(Beginning of SOURCE MATERIAL)

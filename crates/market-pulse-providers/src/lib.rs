pub mod client;
pub mod error;
pub mod method;
pub mod notify;
pub mod provider;
pub mod twelvedata;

(End of SOURCE MATERIAL)

Repeat the data word for word. Leave nothing out.

filename crates/market-pulse-providers/src/lib.rs
pub mod client;
pub mod error;
pub mod method;
pub mod notify;
pub mod provider;
pub mod twelvedata;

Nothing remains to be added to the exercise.